Integrating over region bounded by two ellipses

Question

Let $D$ be the region in the first quadrant which is bounded by the ellipses $4x^2 + y^2 = 16$ and $4x^2 + y^2 = 1$. Calculate $$\int\int_D\frac{x}{4x^2 + y^2}dA $$

What would be the best way to approach this problem? Preferably no elliptic coords as those haven't been covered in our class. Im thinking a change of variables could be a good choice.
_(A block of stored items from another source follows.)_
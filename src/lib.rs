//! Client for the careers, learning and blog backend: typed records,
//! one service per area, and the flows behind the applicant and admin
//! screens (job applications, application review, filtered lists).

pub mod cli;
pub mod config;
pub mod core;
pub mod error;
pub mod format;
pub mod listing;
pub mod output;
pub mod services;
pub mod submission;
pub mod types;

pub use config::ClientConfig;
pub use error::{ApiError, Result};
If you decide to do one please explain how you came up with it.

Answer 1

As the second ellipse is all inside the first one, you have $$ \iint_D\frac{x}{4x^2 + y^2}dA= \iint_{E_1}\frac{x}{4x^2 + y^2}dA- \iint_{E_2}\frac{x}{4x^2 + y^2}dA. $$

Answer 2

I suggest the transformation $x=\frac12r\cos\theta$, $y=r\sin\theta$, so that $4x^2+y^2=r^2$. Your integral is then equal to $$\int_0^{\pi/2}\int_1^4{r\cos\theta\over 2r^2}\frac r2\,dr\,d\theta = \frac14\int_0^{\pi/2}\int_1^4\cos\theta\,dr\,d\theta.$$